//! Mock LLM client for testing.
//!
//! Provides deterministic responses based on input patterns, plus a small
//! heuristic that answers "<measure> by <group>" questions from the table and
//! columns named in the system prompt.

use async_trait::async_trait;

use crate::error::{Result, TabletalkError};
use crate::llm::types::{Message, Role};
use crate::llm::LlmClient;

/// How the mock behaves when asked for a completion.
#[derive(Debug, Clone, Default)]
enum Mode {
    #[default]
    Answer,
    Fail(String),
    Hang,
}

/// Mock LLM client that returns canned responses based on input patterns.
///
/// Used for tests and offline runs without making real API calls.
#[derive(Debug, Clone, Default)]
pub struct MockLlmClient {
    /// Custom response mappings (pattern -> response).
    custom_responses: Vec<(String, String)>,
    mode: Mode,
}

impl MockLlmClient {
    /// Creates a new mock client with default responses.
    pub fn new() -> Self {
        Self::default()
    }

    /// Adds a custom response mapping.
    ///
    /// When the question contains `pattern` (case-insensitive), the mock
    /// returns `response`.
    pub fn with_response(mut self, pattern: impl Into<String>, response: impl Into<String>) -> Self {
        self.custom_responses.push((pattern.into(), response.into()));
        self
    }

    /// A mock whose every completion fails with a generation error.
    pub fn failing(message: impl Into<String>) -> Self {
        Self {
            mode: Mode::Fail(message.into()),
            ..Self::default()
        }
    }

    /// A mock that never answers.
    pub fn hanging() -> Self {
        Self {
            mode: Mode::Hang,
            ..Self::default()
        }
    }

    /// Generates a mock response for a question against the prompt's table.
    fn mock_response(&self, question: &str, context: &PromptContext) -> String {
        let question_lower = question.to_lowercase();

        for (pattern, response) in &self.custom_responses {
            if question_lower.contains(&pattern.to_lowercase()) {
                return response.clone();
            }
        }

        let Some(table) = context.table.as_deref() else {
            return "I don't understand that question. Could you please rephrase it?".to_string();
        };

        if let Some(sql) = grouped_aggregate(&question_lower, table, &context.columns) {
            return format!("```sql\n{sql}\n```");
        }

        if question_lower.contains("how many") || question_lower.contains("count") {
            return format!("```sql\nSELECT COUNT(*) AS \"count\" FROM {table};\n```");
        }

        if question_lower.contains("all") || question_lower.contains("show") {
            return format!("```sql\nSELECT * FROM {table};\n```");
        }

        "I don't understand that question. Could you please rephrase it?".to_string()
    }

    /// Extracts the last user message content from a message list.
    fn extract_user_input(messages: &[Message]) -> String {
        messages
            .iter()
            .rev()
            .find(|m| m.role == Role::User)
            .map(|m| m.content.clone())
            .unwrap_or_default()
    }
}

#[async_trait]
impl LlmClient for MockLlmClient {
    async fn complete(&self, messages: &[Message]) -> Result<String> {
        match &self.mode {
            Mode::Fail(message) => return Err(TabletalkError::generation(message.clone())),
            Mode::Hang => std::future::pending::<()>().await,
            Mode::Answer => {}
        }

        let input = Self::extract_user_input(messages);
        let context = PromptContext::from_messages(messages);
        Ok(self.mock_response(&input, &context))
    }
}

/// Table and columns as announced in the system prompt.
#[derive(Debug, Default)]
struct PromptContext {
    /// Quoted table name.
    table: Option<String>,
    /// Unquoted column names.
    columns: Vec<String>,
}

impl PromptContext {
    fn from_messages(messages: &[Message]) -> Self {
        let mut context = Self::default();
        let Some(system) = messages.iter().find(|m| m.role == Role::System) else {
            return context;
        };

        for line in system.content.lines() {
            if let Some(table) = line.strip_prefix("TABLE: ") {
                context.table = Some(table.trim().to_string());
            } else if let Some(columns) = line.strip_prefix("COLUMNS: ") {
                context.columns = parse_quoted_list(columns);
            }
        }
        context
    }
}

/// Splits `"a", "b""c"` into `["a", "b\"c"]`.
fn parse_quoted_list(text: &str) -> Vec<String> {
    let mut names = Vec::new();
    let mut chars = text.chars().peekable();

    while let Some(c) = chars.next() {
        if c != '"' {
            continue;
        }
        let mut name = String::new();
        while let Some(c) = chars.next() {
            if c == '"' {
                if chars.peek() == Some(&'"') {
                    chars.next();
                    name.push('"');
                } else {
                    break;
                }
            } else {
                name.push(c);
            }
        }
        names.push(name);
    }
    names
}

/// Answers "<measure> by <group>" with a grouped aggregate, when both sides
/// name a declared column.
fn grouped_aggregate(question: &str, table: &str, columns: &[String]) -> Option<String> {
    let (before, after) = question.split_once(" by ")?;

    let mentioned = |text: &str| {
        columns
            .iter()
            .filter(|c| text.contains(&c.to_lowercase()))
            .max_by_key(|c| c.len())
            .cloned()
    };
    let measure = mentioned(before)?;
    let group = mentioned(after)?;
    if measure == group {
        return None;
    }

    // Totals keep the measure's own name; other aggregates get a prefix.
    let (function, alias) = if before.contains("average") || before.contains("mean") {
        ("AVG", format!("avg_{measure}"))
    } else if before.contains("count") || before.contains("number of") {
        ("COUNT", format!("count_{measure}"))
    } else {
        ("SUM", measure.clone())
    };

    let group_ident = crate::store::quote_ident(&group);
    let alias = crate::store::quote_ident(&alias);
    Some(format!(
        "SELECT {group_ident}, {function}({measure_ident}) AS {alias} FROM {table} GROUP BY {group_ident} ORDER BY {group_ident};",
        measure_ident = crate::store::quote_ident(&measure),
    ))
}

□ □ □ □ □

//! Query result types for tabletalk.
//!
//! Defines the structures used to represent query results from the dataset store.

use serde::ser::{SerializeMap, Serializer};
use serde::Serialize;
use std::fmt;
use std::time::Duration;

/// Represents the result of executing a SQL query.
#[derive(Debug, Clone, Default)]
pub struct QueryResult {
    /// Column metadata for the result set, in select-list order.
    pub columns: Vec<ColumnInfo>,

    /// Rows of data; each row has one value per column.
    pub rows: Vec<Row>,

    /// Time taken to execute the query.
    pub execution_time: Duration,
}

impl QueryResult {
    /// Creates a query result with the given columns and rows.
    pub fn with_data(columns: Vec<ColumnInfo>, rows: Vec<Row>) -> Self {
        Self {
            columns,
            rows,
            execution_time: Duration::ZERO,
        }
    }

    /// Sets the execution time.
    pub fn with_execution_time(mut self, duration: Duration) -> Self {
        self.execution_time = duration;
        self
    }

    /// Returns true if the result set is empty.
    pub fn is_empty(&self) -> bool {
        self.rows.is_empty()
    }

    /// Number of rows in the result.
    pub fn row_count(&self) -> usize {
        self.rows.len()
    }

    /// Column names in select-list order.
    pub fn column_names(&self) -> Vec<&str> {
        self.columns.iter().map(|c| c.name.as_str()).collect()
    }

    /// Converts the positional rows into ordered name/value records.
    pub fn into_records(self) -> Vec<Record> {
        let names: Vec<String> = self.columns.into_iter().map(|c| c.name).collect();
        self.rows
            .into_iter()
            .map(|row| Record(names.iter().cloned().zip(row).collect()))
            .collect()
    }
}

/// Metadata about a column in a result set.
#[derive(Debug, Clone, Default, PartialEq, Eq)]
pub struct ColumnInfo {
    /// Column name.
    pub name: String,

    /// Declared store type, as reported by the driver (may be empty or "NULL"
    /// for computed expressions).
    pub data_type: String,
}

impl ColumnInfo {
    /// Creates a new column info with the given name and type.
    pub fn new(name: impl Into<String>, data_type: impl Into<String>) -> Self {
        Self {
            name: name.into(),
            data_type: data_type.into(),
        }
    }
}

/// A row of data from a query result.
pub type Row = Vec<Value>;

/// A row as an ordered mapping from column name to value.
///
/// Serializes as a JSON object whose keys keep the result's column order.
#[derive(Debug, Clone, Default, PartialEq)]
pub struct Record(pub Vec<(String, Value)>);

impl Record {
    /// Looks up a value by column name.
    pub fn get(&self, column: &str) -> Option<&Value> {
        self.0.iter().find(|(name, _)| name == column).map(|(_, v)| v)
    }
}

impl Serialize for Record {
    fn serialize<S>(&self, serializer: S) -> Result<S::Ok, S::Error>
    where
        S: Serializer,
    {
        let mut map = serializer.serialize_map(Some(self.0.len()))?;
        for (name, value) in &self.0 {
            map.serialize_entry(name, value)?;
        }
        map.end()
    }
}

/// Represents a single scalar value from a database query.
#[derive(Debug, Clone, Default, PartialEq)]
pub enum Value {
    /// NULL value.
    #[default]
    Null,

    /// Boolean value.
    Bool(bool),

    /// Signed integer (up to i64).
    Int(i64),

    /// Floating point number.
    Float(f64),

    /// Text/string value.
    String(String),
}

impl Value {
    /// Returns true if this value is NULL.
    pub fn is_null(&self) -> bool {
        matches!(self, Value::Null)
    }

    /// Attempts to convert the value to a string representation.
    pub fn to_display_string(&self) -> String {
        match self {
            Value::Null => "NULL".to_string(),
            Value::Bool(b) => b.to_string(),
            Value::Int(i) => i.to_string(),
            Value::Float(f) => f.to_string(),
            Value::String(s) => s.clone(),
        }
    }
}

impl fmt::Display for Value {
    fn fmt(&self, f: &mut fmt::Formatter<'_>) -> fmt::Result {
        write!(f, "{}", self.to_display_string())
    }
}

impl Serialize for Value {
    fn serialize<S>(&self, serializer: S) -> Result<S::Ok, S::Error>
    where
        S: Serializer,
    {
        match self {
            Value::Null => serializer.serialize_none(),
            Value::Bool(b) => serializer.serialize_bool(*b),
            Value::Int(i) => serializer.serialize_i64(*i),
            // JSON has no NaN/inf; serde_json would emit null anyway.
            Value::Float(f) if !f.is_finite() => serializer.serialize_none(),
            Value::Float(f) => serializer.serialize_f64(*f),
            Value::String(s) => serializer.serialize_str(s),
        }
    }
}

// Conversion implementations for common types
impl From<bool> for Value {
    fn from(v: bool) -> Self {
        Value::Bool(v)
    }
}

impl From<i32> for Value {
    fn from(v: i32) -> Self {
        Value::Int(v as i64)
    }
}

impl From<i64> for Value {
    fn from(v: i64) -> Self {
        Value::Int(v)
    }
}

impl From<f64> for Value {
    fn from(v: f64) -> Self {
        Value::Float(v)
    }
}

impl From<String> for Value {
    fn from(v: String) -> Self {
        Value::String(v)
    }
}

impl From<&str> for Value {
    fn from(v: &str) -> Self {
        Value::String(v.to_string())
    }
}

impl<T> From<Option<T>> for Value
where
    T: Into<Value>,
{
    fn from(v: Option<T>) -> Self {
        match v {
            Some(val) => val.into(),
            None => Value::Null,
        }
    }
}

□ □ □ □ □

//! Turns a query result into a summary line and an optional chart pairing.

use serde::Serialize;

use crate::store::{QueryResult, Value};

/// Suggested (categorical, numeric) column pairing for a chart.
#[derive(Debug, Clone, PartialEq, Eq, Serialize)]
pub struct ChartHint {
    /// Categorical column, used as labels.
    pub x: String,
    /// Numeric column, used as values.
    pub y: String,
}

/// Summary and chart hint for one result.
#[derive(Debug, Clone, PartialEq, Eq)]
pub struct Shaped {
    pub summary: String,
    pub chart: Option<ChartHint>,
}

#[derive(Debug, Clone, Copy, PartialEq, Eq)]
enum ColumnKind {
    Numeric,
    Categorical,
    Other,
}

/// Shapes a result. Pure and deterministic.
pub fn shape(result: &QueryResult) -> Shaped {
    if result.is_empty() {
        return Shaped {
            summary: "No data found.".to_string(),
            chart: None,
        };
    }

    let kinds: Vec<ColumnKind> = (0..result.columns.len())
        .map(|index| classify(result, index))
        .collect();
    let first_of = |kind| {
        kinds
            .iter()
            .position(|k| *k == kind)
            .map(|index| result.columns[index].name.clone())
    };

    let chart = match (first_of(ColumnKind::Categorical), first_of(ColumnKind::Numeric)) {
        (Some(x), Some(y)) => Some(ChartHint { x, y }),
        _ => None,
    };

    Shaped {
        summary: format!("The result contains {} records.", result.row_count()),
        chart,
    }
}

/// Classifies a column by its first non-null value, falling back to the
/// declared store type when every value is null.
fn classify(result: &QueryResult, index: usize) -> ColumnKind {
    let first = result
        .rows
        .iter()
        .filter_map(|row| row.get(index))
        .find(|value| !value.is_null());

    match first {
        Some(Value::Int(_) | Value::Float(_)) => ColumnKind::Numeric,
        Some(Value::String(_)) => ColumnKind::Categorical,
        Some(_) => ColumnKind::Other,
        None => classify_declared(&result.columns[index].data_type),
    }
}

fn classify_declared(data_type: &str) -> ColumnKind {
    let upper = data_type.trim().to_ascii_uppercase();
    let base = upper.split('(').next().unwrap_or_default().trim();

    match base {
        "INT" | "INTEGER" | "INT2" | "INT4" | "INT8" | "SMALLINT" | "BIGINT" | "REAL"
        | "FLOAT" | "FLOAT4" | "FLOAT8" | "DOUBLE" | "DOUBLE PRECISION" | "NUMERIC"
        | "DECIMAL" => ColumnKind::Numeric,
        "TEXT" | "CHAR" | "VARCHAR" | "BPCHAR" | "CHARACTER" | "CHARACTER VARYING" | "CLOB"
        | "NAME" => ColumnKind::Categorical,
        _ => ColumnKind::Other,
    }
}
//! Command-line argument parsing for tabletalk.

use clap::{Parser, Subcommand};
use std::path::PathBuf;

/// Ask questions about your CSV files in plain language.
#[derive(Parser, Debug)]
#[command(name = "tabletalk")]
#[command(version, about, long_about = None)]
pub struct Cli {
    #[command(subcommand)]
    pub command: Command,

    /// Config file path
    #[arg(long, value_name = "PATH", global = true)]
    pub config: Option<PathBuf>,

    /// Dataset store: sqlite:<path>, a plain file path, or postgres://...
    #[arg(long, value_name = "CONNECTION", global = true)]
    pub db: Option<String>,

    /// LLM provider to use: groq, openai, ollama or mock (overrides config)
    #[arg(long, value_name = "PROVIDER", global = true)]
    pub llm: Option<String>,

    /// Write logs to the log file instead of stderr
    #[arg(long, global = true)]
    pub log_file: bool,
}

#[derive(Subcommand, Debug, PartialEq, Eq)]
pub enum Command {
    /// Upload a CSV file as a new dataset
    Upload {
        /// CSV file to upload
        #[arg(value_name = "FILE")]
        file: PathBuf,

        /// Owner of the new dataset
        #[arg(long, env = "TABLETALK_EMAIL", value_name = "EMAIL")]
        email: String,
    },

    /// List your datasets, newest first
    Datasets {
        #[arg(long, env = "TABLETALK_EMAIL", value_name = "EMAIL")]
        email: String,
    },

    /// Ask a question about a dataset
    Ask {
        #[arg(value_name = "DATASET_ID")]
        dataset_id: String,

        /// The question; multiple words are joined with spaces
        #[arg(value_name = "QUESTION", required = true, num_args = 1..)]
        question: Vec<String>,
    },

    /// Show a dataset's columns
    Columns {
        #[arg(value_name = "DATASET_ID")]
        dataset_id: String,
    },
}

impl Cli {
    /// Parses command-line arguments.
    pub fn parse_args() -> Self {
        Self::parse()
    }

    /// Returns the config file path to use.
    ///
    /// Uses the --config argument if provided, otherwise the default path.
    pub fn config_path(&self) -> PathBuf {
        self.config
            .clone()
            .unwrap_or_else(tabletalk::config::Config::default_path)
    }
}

□ □ □ □ □

Work task — Find the string "mentioned" in the data. Report each line it appears in.

Completed task —
    let mentioned = |text: &str| {
    let measure = mentioned(before)?;
    let group = mentioned(after)?;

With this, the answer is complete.